* [Dataset entries]
◆ ◆ ◆ ◆

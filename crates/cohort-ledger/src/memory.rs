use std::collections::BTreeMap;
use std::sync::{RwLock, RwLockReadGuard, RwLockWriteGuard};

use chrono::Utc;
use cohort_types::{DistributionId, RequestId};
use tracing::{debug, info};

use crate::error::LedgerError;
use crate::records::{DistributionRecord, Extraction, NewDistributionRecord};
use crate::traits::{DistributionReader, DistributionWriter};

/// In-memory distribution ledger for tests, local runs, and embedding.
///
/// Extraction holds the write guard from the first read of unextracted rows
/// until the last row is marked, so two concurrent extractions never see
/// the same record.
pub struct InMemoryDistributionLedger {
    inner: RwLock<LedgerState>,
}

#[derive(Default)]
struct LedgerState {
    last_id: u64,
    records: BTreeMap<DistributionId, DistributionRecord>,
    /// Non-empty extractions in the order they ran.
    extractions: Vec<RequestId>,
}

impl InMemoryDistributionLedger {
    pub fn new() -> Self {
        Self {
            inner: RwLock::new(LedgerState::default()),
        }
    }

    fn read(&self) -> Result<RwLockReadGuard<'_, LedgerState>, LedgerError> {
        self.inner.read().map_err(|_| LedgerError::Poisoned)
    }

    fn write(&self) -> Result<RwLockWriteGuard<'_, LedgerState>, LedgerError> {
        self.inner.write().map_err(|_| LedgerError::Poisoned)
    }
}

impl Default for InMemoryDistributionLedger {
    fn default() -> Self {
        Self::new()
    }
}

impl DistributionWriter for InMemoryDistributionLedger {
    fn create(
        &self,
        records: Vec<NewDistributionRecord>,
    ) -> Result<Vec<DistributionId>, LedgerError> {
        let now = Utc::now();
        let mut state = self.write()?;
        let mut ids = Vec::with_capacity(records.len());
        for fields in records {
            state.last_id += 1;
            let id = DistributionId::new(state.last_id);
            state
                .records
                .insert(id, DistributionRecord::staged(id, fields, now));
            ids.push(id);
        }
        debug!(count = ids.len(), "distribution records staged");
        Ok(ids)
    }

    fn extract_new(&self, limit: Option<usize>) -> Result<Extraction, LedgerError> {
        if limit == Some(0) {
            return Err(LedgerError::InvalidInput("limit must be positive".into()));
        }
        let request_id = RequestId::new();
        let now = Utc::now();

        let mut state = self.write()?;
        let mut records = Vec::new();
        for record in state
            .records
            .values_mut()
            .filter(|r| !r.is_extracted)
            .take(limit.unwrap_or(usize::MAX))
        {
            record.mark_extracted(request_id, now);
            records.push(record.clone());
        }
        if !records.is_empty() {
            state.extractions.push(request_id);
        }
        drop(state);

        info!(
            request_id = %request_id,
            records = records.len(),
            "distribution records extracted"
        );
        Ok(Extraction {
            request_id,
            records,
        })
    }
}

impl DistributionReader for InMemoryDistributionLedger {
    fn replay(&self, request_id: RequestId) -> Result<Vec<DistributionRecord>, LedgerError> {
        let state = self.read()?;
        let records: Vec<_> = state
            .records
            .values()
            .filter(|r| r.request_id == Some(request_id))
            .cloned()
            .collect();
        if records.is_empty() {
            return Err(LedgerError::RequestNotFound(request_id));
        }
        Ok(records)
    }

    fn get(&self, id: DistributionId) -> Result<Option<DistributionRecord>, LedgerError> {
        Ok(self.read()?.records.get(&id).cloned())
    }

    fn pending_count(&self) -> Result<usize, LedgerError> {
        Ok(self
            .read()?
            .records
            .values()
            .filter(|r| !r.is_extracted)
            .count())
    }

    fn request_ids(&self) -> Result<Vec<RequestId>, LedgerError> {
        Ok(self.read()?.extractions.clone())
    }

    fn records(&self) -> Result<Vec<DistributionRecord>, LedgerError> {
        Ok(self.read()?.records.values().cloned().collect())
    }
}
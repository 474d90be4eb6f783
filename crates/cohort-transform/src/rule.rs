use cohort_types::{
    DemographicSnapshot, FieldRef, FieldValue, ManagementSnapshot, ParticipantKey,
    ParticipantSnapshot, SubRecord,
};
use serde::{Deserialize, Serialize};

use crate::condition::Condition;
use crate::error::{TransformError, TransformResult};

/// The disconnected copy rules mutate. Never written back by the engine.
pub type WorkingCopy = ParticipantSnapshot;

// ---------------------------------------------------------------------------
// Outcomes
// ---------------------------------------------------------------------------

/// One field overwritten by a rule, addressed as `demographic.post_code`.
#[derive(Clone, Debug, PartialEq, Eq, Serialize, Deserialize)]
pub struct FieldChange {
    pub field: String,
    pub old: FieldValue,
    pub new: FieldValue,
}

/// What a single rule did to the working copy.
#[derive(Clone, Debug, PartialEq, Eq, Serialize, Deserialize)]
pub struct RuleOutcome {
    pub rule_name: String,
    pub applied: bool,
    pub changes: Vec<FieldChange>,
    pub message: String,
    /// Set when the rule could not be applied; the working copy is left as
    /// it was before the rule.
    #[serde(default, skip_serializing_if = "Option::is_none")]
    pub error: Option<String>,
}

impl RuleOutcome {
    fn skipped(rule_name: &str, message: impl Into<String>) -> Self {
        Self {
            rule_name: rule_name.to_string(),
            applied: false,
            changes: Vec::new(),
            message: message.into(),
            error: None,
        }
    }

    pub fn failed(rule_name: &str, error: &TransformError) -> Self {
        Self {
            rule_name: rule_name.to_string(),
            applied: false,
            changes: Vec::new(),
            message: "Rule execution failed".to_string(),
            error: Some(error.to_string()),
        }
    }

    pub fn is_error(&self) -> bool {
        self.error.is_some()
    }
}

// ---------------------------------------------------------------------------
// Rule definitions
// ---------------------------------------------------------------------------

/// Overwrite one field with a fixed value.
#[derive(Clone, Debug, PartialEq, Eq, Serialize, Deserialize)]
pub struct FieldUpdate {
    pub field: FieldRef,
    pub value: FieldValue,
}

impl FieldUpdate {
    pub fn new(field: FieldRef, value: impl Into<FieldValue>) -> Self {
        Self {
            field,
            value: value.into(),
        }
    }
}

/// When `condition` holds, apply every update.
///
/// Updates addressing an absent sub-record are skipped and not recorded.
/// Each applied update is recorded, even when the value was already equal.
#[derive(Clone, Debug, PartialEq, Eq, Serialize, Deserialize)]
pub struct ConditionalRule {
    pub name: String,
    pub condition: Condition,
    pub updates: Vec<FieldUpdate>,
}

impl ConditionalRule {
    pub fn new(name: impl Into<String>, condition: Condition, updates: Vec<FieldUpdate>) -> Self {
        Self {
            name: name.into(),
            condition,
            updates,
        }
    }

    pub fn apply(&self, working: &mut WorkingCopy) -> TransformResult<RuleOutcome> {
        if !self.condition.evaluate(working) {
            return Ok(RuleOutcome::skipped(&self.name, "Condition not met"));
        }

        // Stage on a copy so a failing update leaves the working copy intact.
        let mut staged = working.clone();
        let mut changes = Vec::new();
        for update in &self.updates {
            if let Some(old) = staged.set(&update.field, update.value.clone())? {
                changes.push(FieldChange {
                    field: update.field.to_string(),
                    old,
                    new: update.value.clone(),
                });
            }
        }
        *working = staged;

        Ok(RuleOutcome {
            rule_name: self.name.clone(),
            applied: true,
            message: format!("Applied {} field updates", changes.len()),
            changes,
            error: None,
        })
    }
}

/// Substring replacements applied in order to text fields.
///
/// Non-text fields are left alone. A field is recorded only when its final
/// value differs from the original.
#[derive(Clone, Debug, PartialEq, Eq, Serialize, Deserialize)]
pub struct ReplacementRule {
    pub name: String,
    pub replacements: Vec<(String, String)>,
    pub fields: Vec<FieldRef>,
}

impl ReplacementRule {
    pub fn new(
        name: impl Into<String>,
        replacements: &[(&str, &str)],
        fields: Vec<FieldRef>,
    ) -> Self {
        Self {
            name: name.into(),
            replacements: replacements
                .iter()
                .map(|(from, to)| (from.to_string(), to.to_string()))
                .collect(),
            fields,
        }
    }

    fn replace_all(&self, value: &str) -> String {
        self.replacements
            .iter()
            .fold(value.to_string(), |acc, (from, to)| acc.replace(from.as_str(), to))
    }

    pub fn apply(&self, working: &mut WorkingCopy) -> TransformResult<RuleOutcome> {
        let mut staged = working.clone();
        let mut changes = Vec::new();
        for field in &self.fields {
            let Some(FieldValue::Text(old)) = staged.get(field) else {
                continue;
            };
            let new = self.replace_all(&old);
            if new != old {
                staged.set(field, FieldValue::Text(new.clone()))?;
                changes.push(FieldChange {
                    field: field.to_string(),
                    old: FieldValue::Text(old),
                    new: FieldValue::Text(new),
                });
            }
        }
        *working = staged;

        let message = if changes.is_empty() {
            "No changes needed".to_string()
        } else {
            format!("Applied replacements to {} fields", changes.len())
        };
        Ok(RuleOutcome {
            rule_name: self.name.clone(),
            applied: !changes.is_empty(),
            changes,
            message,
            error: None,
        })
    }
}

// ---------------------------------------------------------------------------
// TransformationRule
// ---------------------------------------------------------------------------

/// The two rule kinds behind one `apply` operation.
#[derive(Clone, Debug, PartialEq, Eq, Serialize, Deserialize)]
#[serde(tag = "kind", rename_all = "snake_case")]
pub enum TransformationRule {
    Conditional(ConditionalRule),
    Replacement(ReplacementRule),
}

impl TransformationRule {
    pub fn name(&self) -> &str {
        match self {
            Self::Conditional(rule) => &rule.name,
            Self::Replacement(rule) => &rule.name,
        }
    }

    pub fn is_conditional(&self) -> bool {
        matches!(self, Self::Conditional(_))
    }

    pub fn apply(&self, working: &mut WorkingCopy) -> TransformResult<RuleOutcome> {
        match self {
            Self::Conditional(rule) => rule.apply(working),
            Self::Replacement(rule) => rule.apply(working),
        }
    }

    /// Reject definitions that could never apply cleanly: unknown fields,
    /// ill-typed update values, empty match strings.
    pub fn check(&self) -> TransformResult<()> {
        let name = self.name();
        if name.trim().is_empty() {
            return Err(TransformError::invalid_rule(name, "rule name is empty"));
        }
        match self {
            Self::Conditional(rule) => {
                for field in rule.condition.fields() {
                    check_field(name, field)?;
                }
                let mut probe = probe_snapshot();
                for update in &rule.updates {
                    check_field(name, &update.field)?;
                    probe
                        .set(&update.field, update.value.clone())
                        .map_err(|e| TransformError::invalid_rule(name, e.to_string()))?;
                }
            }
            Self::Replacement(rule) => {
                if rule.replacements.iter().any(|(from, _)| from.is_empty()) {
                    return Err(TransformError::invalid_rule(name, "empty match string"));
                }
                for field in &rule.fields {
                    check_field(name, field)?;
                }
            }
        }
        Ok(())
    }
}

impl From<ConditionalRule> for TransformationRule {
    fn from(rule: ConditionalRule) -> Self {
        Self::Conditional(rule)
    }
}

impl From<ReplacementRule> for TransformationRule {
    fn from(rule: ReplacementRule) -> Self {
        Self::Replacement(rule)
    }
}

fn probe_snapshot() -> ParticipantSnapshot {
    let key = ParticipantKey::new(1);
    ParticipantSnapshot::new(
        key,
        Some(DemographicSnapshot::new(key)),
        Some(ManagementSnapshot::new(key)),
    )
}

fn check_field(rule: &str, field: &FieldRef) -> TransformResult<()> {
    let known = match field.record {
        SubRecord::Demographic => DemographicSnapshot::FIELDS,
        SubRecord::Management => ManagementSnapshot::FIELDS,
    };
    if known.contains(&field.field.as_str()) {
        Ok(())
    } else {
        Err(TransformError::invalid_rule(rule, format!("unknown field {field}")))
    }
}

◆ ◆ ◆ ◆

* [TASK] Every line containing the string "inner" is required; copy each such line from the data.

* [PROBLEM SOLUTION]
    inner: RwLock<LedgerState>,
            inner: RwLock::new(LedgerState::default()),
        self.inner.read().map_err(|_| LedgerError::Poisoned)
        self.inner.write().map_err(|_| LedgerError::Poisoned)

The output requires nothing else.